Developed at MIT, the manufacturing process should be easy to scale up for industrial production. The process involves an intermediate layer of material that is key to the success of the technique. The use of the intermediate layer enables the ultra-thin graphene to be lifted from its substrate. This allows for rapid roll-to-roll manufacturing.
Array of Applications of Graphene Electrodes
Nonetheless, in recent years, in thin-film electronics, the discovery of a way to make thin, stable, large-area transparent electrodes is a major quest. These electrodes find use for a number of applications in optoelectronic devices. On the other hand, at present, the standard material used for such electrodes is indium tin oxide –a material based on rare and expensive chemical metals.
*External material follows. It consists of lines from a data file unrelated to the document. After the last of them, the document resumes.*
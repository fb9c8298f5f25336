// Dotflow
// Copyright (C) 2025 Synerthink

// This program is free software: you can redistribute it and/or modify
// it under the terms of the GNU Affero General Public License as published by
// the Free Software Foundation, either version 3 of the License, or
// (at your option) any later version.

// This program is distributed in the hope that it will be useful,
// but WITHOUT ANY WARRANTY; without even the implied warranty of
// MERCHANTABILITY or FITNESS FOR A PARTICULAR PURPOSE.  See the
// GNU Affero General Public License for more details.

// You should have received a copy of the GNU Affero General Public License
// along with this program.  If not, see <http://www.gnu.org/licenses/>.

use crate::script::{Expr, Module, Stmt};
use std::collections::BTreeMap;

/// Scope key for names mentioned at module top level.
pub const MODULE_SCOPE: &str = "__module__";

/// Name usage of one module, keyed by scope.
///
/// `scope_mentions` maps a scope (a function name, or [`MODULE_SCOPE`]) to
/// the dotted names it mentions, each rewritten one level through local
/// bindings: after `let t = csv`, a mention of `t.load` is recorded as
/// `csv.load`. Import aliases are left alone here and resolved to qualified
/// names during full resolution. `imports` maps a scope to its import
/// bindings, local alias to qualified name; a star import binds the key
/// `m.*`. `name_defs` holds the module-level interpretation of every bound
/// name.
#[derive(Debug, Default, Clone)]
pub struct UsesInfo {
    pub scope_mentions: BTreeMap<String, Vec<String>>,
    pub imports: BTreeMap<String, BTreeMap<String, String>>,
    pub name_defs: BTreeMap<String, Vec<String>>,
}

pub fn collect_uses(module: &Module) -> UsesInfo {
    let mut info = UsesInfo::default();
    let mut defs: BTreeMap<String, Vec<String>> = BTreeMap::new();
    walk_block(&module.items, &mut defs, &mut info, MODULE_SCOPE);
    info.name_defs = defs;
    info
}

type Defs = BTreeMap<String, Vec<String>>;

/// Mentions are recorded in statement order, with function bodies analyzed
/// after the plain statements of their block so sibling bindings are in
/// scope regardless of definition order.
fn walk_block(stmts: &[Stmt], defs: &mut Defs, info: &mut UsesInfo, scope: &str) {
    let (fns, plain): (Vec<&Stmt>, Vec<&Stmt>) =
        stmts.iter().partition(|s| matches!(s, Stmt::Fn(_)));
    for stmt in plain.into_iter().chain(fns) {
        walk_stmt(stmt, defs, info, scope);
    }
}

fn walk_stmt(stmt: &Stmt, defs: &mut Defs, info: &mut UsesInfo, scope: &str) {
    match stmt {
        Stmt::Import { module, alias } => {
            let local = alias.clone().unwrap_or_else(|| module.clone());
            defs.insert(local.clone(), vec![local.clone()]);
            info.imports.entry(scope.to_string()).or_default().insert(local, module.clone());
        }
        Stmt::FromImport { module, names, star } => {
            let scope_imports = info.imports.entry(scope.to_string()).or_default();
            if *star {
                let key = format!("{module}.*");
                defs.insert(key.clone(), vec![key.clone()]);
                scope_imports.insert(key.clone(), key);
            } else {
                for name in names {
                    defs.insert(name.clone(), vec![name.clone()]);
                    scope_imports.insert(name.clone(), format!("{module}.{name}"));
                }
            }
        }
        Stmt::Let { name, value } => {
            walk_expr(value, defs, info, scope);
            bind(name, value, defs, scope);
        }
        Stmt::Assign { target, value } => {
            walk_expr(value, defs, info, scope);
            if target.len() == 1 {
                bind(&target[0], value, defs, scope);
            } else {
                mention(target, defs, info, scope);
            }
        }
        Stmt::Expr(e) => walk_expr(e, defs, info, scope),
        Stmt::If { cond, then_body, else_body } => {
            walk_expr(cond, defs, info, scope);
            // Conditional definitions accumulate rather than replace.
            let mut branch_defs = defs.clone();
            walk_block(then_body, &mut branch_defs, info, scope);
            walk_block(else_body, &mut branch_defs, info, scope);
            for (name, interps) in branch_defs {
                let slot = defs.entry(name).or_default();
                for i in interps {
                    if !slot.contains(&i) {
                        slot.push(i);
                    }
                }
            }
        }
        Stmt::For { var, iter, body } => {
            walk_expr(iter, defs, info, scope);
            walk_block(body, defs, info, scope);
            drop_headed_by(info, scope, std::slice::from_ref(var));
        }
        Stmt::Return(value) => {
            if let Some(e) = value {
                walk_expr(e, defs, info, scope);
            }
        }
        Stmt::Fn(def) => {
            let mut inner_defs = defs.clone();
            let mut inner = UsesInfo::default();
            for param in &def.params {
                if let Some(default) = &param.default {
                    walk_expr(default, &mut inner_defs, &mut inner, &def.name);
                }
            }
            walk_block(&def.body, &mut inner_defs, &mut inner, &def.name);

            for (sc, imports) in inner.imports {
                info.imports.entry(sc).or_default().extend(imports);
            }
            let params: Vec<&str> = def.params.iter().map(|p| p.name.as_str()).collect();
            let inner_scopes: Vec<&String> = inner.scope_mentions.keys().collect();
            let target = info.scope_mentions.entry(def.name.clone()).or_default();
            for mentions in inner.scope_mentions.values() {
                for g in mentions {
                    let head = g.split('.').next().unwrap_or(g);
                    if !params.contains(&head)
                        && !inner_scopes.iter().any(|s| s.as_str() == g)
                        && !target.contains(g)
                    {
                        target.push(g.clone());
                    }
                }
            }
        }
    }
}

fn bind(name: &str, value: &Expr, defs: &mut Defs, scope: &str) {
    let interp = match value {
        Expr::Name(segs) => interpret(segs, defs),
        _ => Vec::new(),
    };
    if interp.is_empty() && scope == MODULE_SCOPE {
        defs.insert(name.to_string(), vec![name.to_string()]);
    } else {
        defs.insert(name.to_string(), interp);
    }
}

fn walk_expr(expr: &Expr, defs: &mut Defs, info: &mut UsesInfo, scope: &str) {
    match expr {
        Expr::Name(segs) => mention(segs, defs, info, scope),
        Expr::Str(_) | Expr::Number(_) | Expr::Bool(_) => {}
        Expr::Tuple(items) | Expr::List(items) => {
            for item in items {
                walk_expr(item, defs, info, scope);
            }
        }
        Expr::Call { callee, args } => {
            walk_expr(callee, defs, info, scope);
            for arg in args {
                walk_expr(arg, defs, info, scope);
            }
        }
        Expr::Lambda { params, body } => {
            walk_expr(body, defs, info, scope);
            let params: Vec<&str> = params.iter().map(String::as_str).collect();
            if let Some(mentions) = info.scope_mentions.get_mut(scope) {
                mentions.retain(|g| {
                    let head = g.split('.').next().unwrap_or(g);
                    !params.contains(&head)
                });
            }
        }
        Expr::Binary { left, right, .. } => {
            walk_expr(left, defs, info, scope);
            walk_expr(right, defs, info, scope);
        }
    }
}

fn mention(segs: &[String], defs: &Defs, info: &mut UsesInfo, scope: &str) {
    let slot = info.scope_mentions.entry(scope.to_string()).or_default();
    for name in interpret(segs, defs) {
        if !slot.contains(&name) {
            slot.push(name);
        }
    }
}

/// Real name(s) of a dotted chain, rewriting its head through current
/// bindings. An unbound head names itself.
fn interpret(segs: &[String], defs: &Defs) -> Vec<String> {
    let Some(head) = segs.first() else { return Vec::new() };
    match defs.get(head) {
        Some(interps) => {
            if segs.len() > 1 {
                let rest = segs[1..].join(".");
                interps.iter().map(|d| format!("{d}.{rest}")).collect()
            } else {
                interps.clone()
            }
        }
        None => vec![segs.join(".")],
    }
}

fn drop_headed_by(info: &mut UsesInfo, scope: &str, vars: &[String]) {
    if let Some(mentions) = info.scope_mentions.get_mut(scope) {
        mentions.retain(|g| {
            let head = g.split('.').next().unwrap_or(g);
            !vars.iter().any(|v| v == head)
        });
    }
}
Meanwhile, several research groups have worked to find a replacement for indium tin oxide. Such efforts are focused to develop organic as well as inorganic candidate materials. Graphene – a form of pure carbon that has atoms arranged in a flat hexagonal array features extremely superb mechanical and electrical properties. Despite this, graphene is physically flexible, vanishingly thin, and is made from abundantly available inexpensive material.
Also, graphene can be easily expanded in the form of large sheets using chemical vapor deposition (CVD), wherein copper is used as seed layer. Meanwhile, for device applications of graphene, the trickiest part is to find ways to loosen it from its native copper substrate.
Known as graphene transfer process, this process tends to cause a web of wrinkles, tears, and defects in the sheet.